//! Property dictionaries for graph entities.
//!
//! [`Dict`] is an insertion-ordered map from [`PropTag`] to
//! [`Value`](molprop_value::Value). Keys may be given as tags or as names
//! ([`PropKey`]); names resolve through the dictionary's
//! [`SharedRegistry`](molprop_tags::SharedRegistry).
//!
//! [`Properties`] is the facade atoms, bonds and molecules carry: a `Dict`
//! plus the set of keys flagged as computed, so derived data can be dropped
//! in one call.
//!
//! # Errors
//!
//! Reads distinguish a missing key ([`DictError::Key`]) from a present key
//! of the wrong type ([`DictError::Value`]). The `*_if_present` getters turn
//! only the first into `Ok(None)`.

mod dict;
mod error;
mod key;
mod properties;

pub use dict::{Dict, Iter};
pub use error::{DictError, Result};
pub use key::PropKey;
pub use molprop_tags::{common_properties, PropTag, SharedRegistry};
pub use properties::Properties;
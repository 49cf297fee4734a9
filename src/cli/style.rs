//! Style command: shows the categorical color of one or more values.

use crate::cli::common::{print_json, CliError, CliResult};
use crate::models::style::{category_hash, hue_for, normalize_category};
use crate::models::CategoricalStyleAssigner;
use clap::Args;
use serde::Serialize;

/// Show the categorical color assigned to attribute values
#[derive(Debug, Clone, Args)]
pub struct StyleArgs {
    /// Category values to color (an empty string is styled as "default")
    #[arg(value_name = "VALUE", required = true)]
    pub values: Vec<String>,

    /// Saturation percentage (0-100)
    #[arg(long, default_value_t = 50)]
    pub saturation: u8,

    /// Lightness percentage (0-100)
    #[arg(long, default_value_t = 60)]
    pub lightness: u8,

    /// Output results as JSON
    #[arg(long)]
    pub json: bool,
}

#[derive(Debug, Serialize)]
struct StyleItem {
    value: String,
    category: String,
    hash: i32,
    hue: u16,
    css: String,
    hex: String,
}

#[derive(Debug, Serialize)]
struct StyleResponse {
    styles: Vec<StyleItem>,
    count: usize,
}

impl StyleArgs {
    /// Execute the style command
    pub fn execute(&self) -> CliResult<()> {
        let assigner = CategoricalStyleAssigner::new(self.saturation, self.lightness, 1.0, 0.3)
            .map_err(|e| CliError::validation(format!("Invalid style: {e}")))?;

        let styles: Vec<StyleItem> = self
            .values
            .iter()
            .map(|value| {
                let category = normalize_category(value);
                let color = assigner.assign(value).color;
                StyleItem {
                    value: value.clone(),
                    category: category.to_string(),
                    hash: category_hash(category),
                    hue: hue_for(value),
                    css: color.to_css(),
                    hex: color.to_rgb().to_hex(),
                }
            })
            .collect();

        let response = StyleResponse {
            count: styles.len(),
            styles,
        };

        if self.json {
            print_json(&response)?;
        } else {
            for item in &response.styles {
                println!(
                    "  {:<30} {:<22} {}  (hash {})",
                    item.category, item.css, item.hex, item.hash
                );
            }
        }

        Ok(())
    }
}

...

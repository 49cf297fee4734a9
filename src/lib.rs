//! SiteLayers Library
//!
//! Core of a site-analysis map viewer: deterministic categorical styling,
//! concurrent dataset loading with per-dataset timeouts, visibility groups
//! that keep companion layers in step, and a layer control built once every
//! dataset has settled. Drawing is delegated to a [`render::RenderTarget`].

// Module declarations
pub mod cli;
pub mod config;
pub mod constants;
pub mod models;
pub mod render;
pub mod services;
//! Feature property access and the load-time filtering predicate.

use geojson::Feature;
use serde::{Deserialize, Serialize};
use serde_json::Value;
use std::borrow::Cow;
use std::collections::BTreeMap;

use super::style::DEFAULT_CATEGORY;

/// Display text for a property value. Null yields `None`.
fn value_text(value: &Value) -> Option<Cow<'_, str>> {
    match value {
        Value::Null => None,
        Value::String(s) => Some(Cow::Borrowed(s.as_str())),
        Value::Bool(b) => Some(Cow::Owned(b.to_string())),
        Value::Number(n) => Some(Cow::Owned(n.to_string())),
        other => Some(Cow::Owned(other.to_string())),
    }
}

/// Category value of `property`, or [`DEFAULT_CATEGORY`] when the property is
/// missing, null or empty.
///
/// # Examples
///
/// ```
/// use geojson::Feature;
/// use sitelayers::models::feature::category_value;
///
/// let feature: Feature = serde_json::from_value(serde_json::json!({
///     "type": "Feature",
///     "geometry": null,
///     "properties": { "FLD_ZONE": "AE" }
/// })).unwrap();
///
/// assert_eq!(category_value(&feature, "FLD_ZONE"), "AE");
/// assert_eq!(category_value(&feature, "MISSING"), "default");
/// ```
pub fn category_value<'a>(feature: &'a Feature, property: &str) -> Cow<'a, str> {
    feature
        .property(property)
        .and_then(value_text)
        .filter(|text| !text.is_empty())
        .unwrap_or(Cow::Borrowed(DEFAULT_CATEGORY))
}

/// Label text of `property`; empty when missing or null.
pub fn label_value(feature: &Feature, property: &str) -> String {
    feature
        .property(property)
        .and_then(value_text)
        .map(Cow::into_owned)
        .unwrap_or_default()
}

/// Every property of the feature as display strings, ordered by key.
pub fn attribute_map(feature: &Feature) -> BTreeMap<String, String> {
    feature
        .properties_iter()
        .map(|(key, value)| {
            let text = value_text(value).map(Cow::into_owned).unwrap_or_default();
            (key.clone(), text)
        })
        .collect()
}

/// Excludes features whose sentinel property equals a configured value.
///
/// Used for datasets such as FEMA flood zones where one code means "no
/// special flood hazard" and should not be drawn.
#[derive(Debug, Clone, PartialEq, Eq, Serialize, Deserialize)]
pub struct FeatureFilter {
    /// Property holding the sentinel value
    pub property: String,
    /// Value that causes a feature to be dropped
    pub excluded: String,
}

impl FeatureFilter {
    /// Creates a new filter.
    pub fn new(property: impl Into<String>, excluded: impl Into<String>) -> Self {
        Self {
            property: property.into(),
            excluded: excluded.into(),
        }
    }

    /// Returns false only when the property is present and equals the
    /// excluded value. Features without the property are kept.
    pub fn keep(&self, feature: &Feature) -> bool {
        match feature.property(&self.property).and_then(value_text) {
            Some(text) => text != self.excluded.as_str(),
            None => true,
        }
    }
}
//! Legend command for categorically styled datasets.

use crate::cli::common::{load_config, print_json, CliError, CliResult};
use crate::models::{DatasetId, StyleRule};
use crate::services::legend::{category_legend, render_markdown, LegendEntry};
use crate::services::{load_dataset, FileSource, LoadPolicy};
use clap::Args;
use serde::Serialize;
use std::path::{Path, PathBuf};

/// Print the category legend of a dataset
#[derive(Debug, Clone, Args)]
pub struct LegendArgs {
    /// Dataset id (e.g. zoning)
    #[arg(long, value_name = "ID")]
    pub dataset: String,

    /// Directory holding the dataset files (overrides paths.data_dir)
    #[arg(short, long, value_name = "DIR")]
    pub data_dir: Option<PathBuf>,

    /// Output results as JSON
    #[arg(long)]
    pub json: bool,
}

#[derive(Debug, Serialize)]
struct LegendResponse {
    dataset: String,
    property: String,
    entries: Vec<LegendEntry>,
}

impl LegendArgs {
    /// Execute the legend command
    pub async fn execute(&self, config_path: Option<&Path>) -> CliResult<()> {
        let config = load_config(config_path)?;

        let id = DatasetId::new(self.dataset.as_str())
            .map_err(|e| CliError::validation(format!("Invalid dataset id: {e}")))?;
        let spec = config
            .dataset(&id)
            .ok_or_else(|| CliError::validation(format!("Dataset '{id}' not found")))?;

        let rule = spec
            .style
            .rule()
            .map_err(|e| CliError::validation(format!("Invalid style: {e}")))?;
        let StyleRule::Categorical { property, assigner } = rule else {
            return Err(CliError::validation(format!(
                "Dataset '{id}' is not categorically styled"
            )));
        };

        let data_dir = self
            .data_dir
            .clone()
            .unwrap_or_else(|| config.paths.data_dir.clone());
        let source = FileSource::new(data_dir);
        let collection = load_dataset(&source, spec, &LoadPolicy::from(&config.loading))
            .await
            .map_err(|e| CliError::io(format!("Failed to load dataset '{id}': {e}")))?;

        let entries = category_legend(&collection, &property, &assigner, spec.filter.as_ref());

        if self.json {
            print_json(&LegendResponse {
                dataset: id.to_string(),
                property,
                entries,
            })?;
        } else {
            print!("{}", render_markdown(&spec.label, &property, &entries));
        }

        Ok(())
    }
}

Work order
In the material above, which lines contain "CategoricalStyleAssigner"? Copy each of them.

Finished task
use crate::models::CategoricalStyleAssigner;
        let assigner = CategoricalStyleAssigner::new(self.saturation, self.lightness, 1.0, 0.3)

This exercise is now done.